Financial Planning and Analysis

Does Medicare Secondary Cover Primary Deductible?

Understand how Medicare coordinates with your primary health insurance. Clarify its role as a secondary payer and how it affects your initial out-of-pocket expenses.

Medicare is a federal health insurance program designed primarily for individuals aged 65 or older. It also provides coverage for certain younger people with disabilities or specific medical conditions, such as End-Stage Renal Disease (ESRD) or Amyotrophic Lateral Sclerosis (ALS). Many individuals find themselves covered by Medicare alongside another health insurance plan, which can lead to questions about how these different coverages interact. This article aims to clarify the coordination between Medicare and other health coverage, particularly concerning the responsibility for deductibles.

Determining Who Pays First

When an individual has more than one health insurance plan, a process called “coordination of benefits” (COB) determines which plan pays first. The plan that pays first is known as the primary payer, and it pays up to the limits of its coverage. Afterward, the secondary payer steps in to cover additional costs, potentially reducing out-of-pocket expenses.

Medicare typically acts as the primary payer for most beneficiaries. This means Medicare receives the bill first and pays for covered healthcare services, with any remaining costs then potentially passed to the secondary payer. However, specific scenarios dictate whether Medicare is primary or secondary.

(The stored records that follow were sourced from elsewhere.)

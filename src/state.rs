//! # Shared Display State
//!
//! The latest arrivals and weather, written by the two refreshers and read by
//! the render loop. Each field sits behind its own `watch` channel, so a
//! publish swaps the whole value in one step: a reader sees either the old
//! value or the new one, never a mixture.

use crate::{ArrivalInstant, WeatherSnapshot};
use std::sync::Arc;
use tokio::sync::watch;

/// Everything the renderer needs, as of one instant.
#[derive(Clone, Debug)]
pub struct Snapshot {
    /// Ascending; may contain instants that have since passed
    pub arrivals: Arc<[ArrivalInstant]>,
    pub weather: Option<WeatherSnapshot>,
}

impl Default for Snapshot {
    fn default() -> Self {
        Self {
            arrivals: Arc::from(Vec::new()),
            weather: None,
        }
    }
}

/// Latest published data. Starts empty and lives for the whole process.
#[derive(Debug)]
pub struct DisplayState {
    arrivals: watch::Sender<Arc<[ArrivalInstant]>>,
    weather: watch::Sender<Option<WeatherSnapshot>>,
}

impl Default for DisplayState {
    fn default() -> Self {
        Self::new()
    }
}

impl DisplayState {
    pub fn new() -> Self {
        let (arrivals, _) = watch::channel(Arc::<[ArrivalInstant]>::from(Vec::new()));
        let (weather, _) = watch::channel(None);
        Self { arrivals, weather }
    }

    /// Replace the arrival list. Never merges with the previous list.
    pub fn publish_arrivals(&self, arrivals: Vec<ArrivalInstant>) {
        self.arrivals.send_replace(Arc::from(arrivals));
    }

    /// Replace the weather snapshot.
    pub fn publish_weather(&self, weather: WeatherSnapshot) {
        self.weather.send_replace(Some(weather));
    }

    /// Current value of both fields.
    pub fn snapshot(&self) -> Snapshot {
        Snapshot {
            arrivals: Arc::clone(&self.arrivals.borrow()),
            weather: self.weather.borrow().clone(),
        }
    }

    pub fn subscribe_arrivals(&self) -> watch::Receiver<Arc<[ArrivalInstant]>> {
        self.arrivals.subscribe()
    }

    pub fn subscribe_weather(&self) -> watch::Receiver<Option<WeatherSnapshot>> {
        self.weather.subscribe()
    }
}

Medicare is primary if an individual has Medicare and a small employer group health plan (fewer than 20 employees). It also pays first with COBRA coverage or individual health insurance.

Conversely, Medicare is secondary in several situations. This includes when an individual has Medicare and an employer group health plan from an employer with 20 or more employees. For those with Medicare due to disability, a large employer group health plan (with 100 or more employees) pays first. Medicare is also secondary to retiree health coverage. Additionally, workers’ compensation, no-fault insurance, or liability insurance is primary, with Medicare as the secondary payer for related services.

How Medicare Addresses Primary Plan Deductibles

Medicare, when acting as the secondary payer, does not cover the primary insurance plan’s deductible. This is because Medicare’s role as the secondary payer is to cover services after the primary plan has processed and paid its share. The deductible represents the initial out-of-pocket responsibility of the patient under their primary plan.

When a primary plan has a deductible, the patient must meet that amount before the primary insurance begins to pay for services. Medicare, as the secondary insurer, then considers paying for services up to its own approved amount, minus what the primary plan has already paid. This means Medicare’s payment as a secondary payer is always limited by what Medicare would have paid if it were the primary payer.

For example, consider a healthcare service that costs $1,000. If an individual’s primary plan has a $500 deductible, and Medicare’s approved amount for the service is $800, the process unfolds in stages. First, the primary plan applies the $500 to the deductible, leaving the patient responsible; after the deductible is met, the primary plan may pay a portion of the remaining balance, perhaps 80% of the $500 ($400). Medicare then evaluates the claim; since its approved amount is $800 and the primary plan paid $400, Medicare may pay the difference, up to $400 ($800 – $400). Crucially, the initial $500 deductible from the primary plan is not covered by Medicare.

Submitting Claims with Multiple Insurances

When an individual has both primary and secondary insurance, healthcare providers typically manage the coordination of benefits by submitting claims in the correct order. It is important for patients to provide all their insurance information, including both primary and Medicare details, to their healthcare providers at the time of service. This ensures the provider can initiate the claims process accurately.

The standard procedure involves the healthcare provider first sending the claim to the primary insurance plan. After processing the claim, the primary plan issues an Explanation of Benefits (EOB) to both the patient and the provider. This EOB details what the primary plan paid and what, if anything, remains the patient’s responsibility.

After the primary insurer processes the claim, the provider submits it, along with the primary plan’s EOB, to Medicare. Medicare processes the claim as the secondary payer, considering the primary plan’s payment and its own approved amounts. Once processed, Medicare sends a Medicare Summary Notice (MSN) to the beneficiary, summarizing services, amounts billed, what Medicare approved, and what Medicare paid, along with remaining financial balance. Patients should review both EOBs and MSNs to understand how charges were processed and identify remaining financial responsibilities.